== EXERCISE DESCRIPTION ==
Repeat every entry in full. Match each line exactly.

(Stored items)
____________________
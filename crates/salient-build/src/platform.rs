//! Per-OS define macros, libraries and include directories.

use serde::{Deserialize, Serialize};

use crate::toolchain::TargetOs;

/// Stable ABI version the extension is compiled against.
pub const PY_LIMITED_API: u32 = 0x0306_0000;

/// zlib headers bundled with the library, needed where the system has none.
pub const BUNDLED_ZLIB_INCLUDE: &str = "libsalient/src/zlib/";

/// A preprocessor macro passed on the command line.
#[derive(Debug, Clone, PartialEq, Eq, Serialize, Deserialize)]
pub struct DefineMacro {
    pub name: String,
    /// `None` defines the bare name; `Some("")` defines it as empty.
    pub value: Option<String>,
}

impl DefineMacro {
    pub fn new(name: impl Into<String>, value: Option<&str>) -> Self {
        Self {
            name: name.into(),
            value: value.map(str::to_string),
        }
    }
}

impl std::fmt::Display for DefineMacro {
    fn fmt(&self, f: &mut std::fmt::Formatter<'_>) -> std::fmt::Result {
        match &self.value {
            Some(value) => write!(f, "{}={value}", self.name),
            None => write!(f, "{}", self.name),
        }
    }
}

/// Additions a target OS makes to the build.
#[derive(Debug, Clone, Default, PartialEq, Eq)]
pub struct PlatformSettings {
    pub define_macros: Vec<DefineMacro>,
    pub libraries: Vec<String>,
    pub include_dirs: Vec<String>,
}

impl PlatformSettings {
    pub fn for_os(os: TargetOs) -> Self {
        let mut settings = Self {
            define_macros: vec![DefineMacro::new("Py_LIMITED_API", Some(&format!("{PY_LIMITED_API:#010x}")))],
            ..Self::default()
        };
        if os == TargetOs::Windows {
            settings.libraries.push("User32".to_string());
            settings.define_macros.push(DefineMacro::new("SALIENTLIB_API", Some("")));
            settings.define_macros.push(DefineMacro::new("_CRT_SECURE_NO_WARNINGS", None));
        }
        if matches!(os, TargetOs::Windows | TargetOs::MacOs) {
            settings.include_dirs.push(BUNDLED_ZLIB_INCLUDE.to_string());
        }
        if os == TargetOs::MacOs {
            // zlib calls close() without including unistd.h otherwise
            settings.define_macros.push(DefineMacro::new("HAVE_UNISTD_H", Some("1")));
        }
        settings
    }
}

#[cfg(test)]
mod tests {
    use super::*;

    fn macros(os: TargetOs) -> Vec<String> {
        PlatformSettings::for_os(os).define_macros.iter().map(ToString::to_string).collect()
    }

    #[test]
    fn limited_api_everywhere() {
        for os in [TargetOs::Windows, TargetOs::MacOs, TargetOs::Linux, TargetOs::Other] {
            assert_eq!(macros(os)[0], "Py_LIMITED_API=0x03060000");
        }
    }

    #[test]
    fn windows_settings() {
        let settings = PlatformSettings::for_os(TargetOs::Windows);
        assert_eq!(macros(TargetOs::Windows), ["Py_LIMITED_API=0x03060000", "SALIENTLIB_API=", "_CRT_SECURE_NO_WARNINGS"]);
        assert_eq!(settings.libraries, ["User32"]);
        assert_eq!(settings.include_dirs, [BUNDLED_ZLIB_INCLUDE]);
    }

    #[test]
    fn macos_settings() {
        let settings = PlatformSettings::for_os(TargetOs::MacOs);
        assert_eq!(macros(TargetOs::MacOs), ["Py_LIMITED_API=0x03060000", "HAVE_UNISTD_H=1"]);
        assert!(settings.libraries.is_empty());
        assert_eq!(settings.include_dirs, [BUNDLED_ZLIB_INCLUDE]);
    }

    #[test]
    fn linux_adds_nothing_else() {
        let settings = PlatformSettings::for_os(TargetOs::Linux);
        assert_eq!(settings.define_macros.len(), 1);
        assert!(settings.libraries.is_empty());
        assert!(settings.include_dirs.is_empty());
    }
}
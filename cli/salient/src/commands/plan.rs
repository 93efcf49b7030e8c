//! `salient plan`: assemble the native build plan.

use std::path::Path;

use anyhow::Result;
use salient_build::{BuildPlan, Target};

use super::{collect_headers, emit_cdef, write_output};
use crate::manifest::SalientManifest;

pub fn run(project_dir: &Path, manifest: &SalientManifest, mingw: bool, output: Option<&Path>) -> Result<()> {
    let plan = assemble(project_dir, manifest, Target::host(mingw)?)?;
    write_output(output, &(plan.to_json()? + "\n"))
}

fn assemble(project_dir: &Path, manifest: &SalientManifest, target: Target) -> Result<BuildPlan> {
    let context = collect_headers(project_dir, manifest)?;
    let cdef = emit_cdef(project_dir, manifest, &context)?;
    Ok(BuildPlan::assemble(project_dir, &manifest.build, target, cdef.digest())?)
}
____________________
== REPLY ==
filename crates/salient-build/src/platform.rs
//! Per-OS define macros, libraries and include directories.

use serde::{Deserialize, Serialize};

use crate::toolchain::TargetOs;

/// Stable ABI version the extension is compiled against.
pub const PY_LIMITED_API: u32 = 0x0306_0000;

/// zlib headers bundled with the library, needed where the system has none.
pub const BUNDLED_ZLIB_INCLUDE: &str = "libsalient/src/zlib/";

/// A preprocessor macro passed on the command line.
#[derive(Debug, Clone, PartialEq, Eq, Serialize, Deserialize)]
pub struct DefineMacro {
    pub name: String,
    /// `None` defines the bare name; `Some("")` defines it as empty.
    pub value: Option<String>,
}

impl DefineMacro {
    pub fn new(name: impl Into<String>, value: Option<&str>) -> Self {
        Self {
            name: name.into(),
            value: value.map(str::to_string),
        }
    }
}

impl std::fmt::Display for DefineMacro {
    fn fmt(&self, f: &mut std::fmt::Formatter<'_>) -> std::fmt::Result {
        match &self.value {
            Some(value) => write!(f, "{}={value}", self.name),
            None => write!(f, "{}", self.name),
        }
    }
}

/// Additions a target OS makes to the build.
#[derive(Debug, Clone, Default, PartialEq, Eq)]
pub struct PlatformSettings {
    pub define_macros: Vec<DefineMacro>,
    pub libraries: Vec<String>,
    pub include_dirs: Vec<String>,
}

impl PlatformSettings {
    pub fn for_os(os: TargetOs) -> Self {
        let mut settings = Self {
            define_macros: vec![DefineMacro::new("Py_LIMITED_API", Some(&format!("{PY_LIMITED_API:#010x}")))],
            ..Self::default()
        };
        if os == TargetOs::Windows {
            settings.libraries.push("User32".to_string());
            settings.define_macros.push(DefineMacro::new("SALIENTLIB_API", Some("")));
            settings.define_macros.push(DefineMacro::new("_CRT_SECURE_NO_WARNINGS", None));
        }
        if matches!(os, TargetOs::Windows | TargetOs::MacOs) {
            settings.include_dirs.push(BUNDLED_ZLIB_INCLUDE.to_string());
        }
        if os == TargetOs::MacOs {
            // zlib calls close() without including unistd.h otherwise
            settings.define_macros.push(DefineMacro::new("HAVE_UNISTD_H", Some("1")));
        }
        settings
    }
}

#[cfg(test)]
mod tests {
    use super::*;

    fn macros(os: TargetOs) -> Vec<String> {
        PlatformSettings::for_os(os).define_macros.iter().map(ToString::to_string).collect()
    }

    #[test]
    fn limited_api_everywhere() {
        for os in [TargetOs::Windows, TargetOs::MacOs, TargetOs::Linux, TargetOs::Other] {
            assert_eq!(macros(os)[0], "Py_LIMITED_API=0x03060000");
        }
    }

    #[test]
    fn windows_settings() {
        let settings = PlatformSettings::for_os(TargetOs::Windows);
        assert_eq!(macros(TargetOs::Windows), ["Py_LIMITED_API=0x03060000", "SALIENTLIB_API=", "_CRT_SECURE_NO_WARNINGS"]);
        assert_eq!(settings.libraries, ["User32"]);
        assert_eq!(settings.include_dirs, [BUNDLED_ZLIB_INCLUDE]);
    }

    #[test]
    fn macos_settings() {
        let settings = PlatformSettings::for_os(TargetOs::MacOs);
        assert_eq!(macros(TargetOs::MacOs), ["Py_LIMITED_API=0x03060000", "HAVE_UNISTD_H=1"]);
        assert!(settings.libraries.is_empty());
        assert_eq!(settings.include_dirs, [BUNDLED_ZLIB_INCLUDE]);
    }

    #[test]
    fn linux_adds_nothing_else() {
        let settings = PlatformSettings::for_os(TargetOs::Linux);
        assert_eq!(settings.define_macros.len(), 1);
        assert!(settings.libraries.is_empty());
        assert!(settings.include_dirs.is_empty());
    }
}
filename cli/salient/src/commands/plan.rs
repository 93efcf49b7030e8c
//! `salient plan`: assemble the native build plan.

use std::path::Path;

use anyhow::Result;
use salient_build::{BuildPlan, Target};

use super::{collect_headers, emit_cdef, write_output};
use crate::manifest::SalientManifest;

pub fn run(project_dir: &Path, manifest: &SalientManifest, mingw: bool, output: Option<&Path>) -> Result<()> {
    let plan = assemble(project_dir, manifest, Target::host(mingw)?)?;
    write_output(output, &(plan.to_json()? + "\n"))
}

fn assemble(project_dir: &Path, manifest: &SalientManifest, target: Target) -> Result<BuildPlan> {
    let context = collect_headers(project_dir, manifest)?;
    let cdef = emit_cdef(project_dir, manifest, &context)?;
    Ok(BuildPlan::assemble(project_dir, &manifest.build, target, cdef.digest())?)
}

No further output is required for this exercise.